- _Problem details_:
Your answer must be every line of the data that contains "derive".

-------

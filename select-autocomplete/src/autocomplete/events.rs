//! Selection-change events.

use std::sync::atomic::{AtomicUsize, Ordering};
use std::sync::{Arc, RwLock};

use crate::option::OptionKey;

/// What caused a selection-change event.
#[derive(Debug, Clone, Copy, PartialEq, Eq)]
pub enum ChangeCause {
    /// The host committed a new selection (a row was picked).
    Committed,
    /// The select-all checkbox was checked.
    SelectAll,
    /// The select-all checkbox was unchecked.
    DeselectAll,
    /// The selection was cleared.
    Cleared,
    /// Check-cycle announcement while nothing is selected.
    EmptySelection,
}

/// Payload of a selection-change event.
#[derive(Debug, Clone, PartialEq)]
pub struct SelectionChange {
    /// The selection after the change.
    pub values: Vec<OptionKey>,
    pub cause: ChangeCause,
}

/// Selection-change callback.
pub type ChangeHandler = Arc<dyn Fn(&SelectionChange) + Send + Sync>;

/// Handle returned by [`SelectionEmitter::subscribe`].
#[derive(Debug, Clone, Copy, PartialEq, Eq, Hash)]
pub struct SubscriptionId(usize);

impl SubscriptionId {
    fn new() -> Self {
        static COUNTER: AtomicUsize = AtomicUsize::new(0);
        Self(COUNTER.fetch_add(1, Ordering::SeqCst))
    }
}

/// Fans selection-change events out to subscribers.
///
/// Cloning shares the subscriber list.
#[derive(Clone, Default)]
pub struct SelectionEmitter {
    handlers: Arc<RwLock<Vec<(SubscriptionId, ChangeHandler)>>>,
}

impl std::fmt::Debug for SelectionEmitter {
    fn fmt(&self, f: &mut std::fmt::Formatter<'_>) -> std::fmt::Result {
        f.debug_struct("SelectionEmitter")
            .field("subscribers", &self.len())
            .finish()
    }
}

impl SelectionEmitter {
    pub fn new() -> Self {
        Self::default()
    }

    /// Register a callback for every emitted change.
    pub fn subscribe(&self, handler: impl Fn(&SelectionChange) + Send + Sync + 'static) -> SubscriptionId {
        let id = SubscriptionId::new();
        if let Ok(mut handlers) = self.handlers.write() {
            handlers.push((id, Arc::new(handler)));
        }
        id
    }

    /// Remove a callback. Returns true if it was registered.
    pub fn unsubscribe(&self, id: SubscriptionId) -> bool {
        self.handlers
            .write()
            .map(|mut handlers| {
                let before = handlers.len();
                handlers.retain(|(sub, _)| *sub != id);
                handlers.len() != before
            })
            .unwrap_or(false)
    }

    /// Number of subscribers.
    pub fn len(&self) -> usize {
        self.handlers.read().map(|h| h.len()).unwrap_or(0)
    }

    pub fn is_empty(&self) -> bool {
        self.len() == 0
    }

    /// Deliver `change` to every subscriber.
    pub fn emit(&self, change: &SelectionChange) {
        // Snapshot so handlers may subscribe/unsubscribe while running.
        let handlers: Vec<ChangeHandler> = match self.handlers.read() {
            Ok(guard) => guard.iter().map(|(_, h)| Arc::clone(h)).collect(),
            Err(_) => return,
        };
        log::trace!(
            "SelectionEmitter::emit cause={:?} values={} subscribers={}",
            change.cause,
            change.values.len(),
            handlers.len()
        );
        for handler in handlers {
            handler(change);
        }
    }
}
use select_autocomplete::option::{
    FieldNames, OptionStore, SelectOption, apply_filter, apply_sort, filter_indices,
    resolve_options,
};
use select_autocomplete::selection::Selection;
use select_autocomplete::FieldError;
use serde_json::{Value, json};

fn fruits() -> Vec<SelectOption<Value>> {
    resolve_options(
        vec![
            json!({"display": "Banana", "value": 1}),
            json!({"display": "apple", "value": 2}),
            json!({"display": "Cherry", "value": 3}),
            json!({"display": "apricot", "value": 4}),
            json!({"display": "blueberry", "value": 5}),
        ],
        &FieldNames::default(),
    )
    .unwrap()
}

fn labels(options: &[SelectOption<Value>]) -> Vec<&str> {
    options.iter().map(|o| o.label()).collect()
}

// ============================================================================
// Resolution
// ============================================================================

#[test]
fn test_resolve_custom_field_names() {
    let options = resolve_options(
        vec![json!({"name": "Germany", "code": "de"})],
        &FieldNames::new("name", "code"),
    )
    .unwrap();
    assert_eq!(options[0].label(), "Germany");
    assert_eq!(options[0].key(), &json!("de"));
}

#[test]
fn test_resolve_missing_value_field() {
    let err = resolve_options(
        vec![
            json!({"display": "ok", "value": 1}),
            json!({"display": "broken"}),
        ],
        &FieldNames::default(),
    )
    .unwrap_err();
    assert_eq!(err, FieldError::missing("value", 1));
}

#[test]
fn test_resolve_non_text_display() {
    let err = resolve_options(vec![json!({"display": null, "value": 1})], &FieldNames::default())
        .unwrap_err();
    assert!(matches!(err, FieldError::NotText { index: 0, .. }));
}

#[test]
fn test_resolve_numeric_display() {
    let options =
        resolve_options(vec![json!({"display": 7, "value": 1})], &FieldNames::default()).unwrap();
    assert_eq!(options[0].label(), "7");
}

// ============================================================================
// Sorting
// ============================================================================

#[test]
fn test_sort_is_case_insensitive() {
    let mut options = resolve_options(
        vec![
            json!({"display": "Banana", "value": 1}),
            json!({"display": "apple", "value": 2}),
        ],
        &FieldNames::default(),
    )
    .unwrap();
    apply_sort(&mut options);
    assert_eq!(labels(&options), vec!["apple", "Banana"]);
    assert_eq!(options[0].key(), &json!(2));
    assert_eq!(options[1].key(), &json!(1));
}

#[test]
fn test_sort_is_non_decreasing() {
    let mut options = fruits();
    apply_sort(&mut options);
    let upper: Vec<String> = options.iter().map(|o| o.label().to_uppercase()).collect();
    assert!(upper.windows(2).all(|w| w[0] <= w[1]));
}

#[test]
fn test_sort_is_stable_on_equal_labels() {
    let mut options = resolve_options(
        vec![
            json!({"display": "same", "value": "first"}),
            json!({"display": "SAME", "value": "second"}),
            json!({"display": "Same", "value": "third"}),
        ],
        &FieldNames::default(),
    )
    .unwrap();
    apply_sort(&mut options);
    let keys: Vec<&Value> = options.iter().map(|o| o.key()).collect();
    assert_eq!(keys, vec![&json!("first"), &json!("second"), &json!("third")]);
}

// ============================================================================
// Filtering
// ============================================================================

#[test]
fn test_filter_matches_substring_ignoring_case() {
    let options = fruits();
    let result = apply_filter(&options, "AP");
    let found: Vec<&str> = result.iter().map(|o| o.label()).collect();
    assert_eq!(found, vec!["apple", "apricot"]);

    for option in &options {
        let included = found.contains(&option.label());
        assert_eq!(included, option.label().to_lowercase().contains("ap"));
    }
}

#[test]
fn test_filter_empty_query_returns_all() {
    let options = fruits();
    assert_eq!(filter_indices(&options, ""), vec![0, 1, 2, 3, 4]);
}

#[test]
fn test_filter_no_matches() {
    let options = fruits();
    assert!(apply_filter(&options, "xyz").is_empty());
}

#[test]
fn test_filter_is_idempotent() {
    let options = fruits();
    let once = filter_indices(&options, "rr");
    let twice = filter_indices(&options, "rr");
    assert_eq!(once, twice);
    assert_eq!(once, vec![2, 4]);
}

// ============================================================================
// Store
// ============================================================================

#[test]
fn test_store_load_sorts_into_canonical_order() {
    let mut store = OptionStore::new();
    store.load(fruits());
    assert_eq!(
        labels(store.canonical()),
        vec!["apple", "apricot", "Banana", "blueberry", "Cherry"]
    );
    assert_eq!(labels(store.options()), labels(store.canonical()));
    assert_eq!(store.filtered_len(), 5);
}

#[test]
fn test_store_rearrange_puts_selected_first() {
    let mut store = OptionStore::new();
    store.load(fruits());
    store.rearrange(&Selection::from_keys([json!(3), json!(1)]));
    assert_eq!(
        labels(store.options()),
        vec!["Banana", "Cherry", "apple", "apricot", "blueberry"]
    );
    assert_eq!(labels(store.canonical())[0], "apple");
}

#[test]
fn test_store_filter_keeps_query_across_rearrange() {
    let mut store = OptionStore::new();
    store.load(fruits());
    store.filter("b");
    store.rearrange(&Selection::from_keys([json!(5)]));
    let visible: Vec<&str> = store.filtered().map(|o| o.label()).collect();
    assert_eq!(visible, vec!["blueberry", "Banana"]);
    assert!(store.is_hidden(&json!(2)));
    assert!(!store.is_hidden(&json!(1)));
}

-------

- _Result of the exercise_:
#[derive(Debug, Clone, Copy, PartialEq, Eq)]
#[derive(Debug, Clone, PartialEq)]
#[derive(Debug, Clone, Copy, PartialEq, Eq, Hash)]
#[derive(Clone, Default)]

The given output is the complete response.